§ **ASSIGNMENT**
In the listing below, the line containing "w.sample_id == Some(sample_id)));" marks the end; copy exactly every line from the first through that one.

§ **RECORD EXTRACTS**
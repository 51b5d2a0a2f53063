mod common;

use common::temp_repo;
use dsfdb::db::Repository;
use dsfdb::types::{position_from_index, DsfError};

#[test]
fn wells_are_listed_per_experiment_and_per_sample() {
    let (_dir, repo) = temp_repo();

    let experiment_id = repo
        .insert_experiment(Some("plate 7"), None, Some("SN-0007"), "plate7.eds")
        .unwrap();
    let sample_id = repo
        .insert_sample("compound-17", Some("screening hit"))
        .unwrap();

    for index in 0..4 {
        let sample = if index % 2 == 0 { Some(sample_id) } else { None };
        repo.insert_well(
            experiment_id,
            sample,
            &position_from_index(index),
            Some("SYBR"),
            Some("Unknown"),
            Some(49.1 + index as f64),
        )
        .unwrap();
    }

    let by_experiment = repo.list_wells_for_experiment(experiment_id).unwrap();
    assert_eq!(by_experiment.len(), 4);
    assert_eq!(by_experiment[0].well_position, "A01");
    assert_eq!(by_experiment[3].well_position, "A04");

    let by_sample = repo.list_wells_for_sample(sample_id).unwrap();
    assert_eq!(by_sample.len(), 2);
    assert!(by_sample.iter().all(|w| w.sample_id == Some(sample_id)));

    let sample = repo.load_sample_by_name("compound-17").unwrap().unwrap();
    assert_eq!(sample.sample_id, sample_id);
    assert_eq!(sample.description.as_deref(), Some("screening hit"));
}

#[test]
fn melt_curve_roundtrip_keeps_arrays_aligned() {
    let (_dir, repo) = temp_repo();

    let experiment_id = repo.insert_experiment(None, None, None, "run9.eds").unwrap();
    let well_id = repo
        .insert_well(experiment_id, None, "D07", Some("SYPRO"), None, None)
        .unwrap();

    let temperatures: Vec<f64> = (0..200).map(|i| 25.0 + 0.25 * i as f64).collect();
    let fluorescences: Vec<f64> = (0..200).map(|i| (i as f64 / 200.0).powi(2)).collect();
    repo.insert_melt_curve(experiment_id, well_id, &temperatures, &fluorescences)
        .unwrap();

    let curve = repo.load_melt_curve_for_well(well_id).unwrap().unwrap();
    assert_eq!(curve.well_id, well_id);
    assert_eq!(curve.experiment_id, experiment_id);
    assert_eq!(curve.len(), 200);
    assert_eq!(curve.temperature_data, temperatures);
    assert_eq!(curve.fluorescence_data, fluorescences);

    let for_experiment = repo.list_melt_curves_for_experiment(experiment_id).unwrap();
    assert_eq!(for_experiment.len(), 1);
    assert_eq!(for_experiment[0], curve);
}

// The worked example: one experiment, one well at A01 with dye SYPRO, one
// 50-point curve; a second curve for the same well is a uniqueness violation.
#[test]
fn example_ingest_sequence() {
    let (_dir, repo) = temp_repo();

    let experiment_id = repo
        .insert_experiment(Some("run1"), None, None, "run1.csv")
        .unwrap();
    let well_id = repo
        .insert_well(experiment_id, None, "A01", Some("SYPRO"), None, None)
        .unwrap();

    let temperatures: Vec<f64> = (0..50).map(|i| 25.0 + i as f64).collect();
    let fluorescences: Vec<f64> = (0..50).map(|i| 0.1 * i as f64).collect();
    repo.insert_melt_curve(experiment_id, well_id, &temperatures, &fluorescences)
        .unwrap();

    let err = repo
        .insert_melt_curve(experiment_id, well_id, &temperatures, &fluorescences)
        .expect_err("second curve for the well must fail");
    assert!(matches!(err, DsfError::UniqueViolation(_)), "got {err}");

    let experiments = repo.list_experiments().unwrap();
    assert_eq!(experiments.len(), 1);
    assert_eq!(experiments[0].file_name, "run1.csv");
    assert_eq!(repo.counts().unwrap().melt_curves, 1);
}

§ **RESPONSE TO THE EXERCISE**
repository 51b5d2a0a2f53063
mod common;

use common::temp_repo;
use dsfdb::db::Repository;
use dsfdb::types::{position_from_index, DsfError};

#[test]
fn wells_are_listed_per_experiment_and_per_sample() {
    let (_dir, repo) = temp_repo();

    let experiment_id = repo
        .insert_experiment(Some("plate 7"), None, Some("SN-0007"), "plate7.eds")
        .unwrap();
    let sample_id = repo
        .insert_sample("compound-17", Some("screening hit"))
        .unwrap();

    for index in 0..4 {
        let sample = if index % 2 == 0 { Some(sample_id) } else { None };
        repo.insert_well(
            experiment_id,
            sample,
            &position_from_index(index),
            Some("SYBR"),
            Some("Unknown"),
            Some(49.1 + index as f64),
        )
        .unwrap();
    }

    let by_experiment = repo.list_wells_for_experiment(experiment_id).unwrap();
    assert_eq!(by_experiment.len(), 4);
    assert_eq!(by_experiment[0].well_position, "A01");
    assert_eq!(by_experiment[3].well_position, "A04");

    let by_sample = repo.list_wells_for_sample(sample_id).unwrap();
    assert_eq!(by_sample.len(), 2);
    assert!(by_sample.iter().all(|w| w.sample_id == Some(sample_id)));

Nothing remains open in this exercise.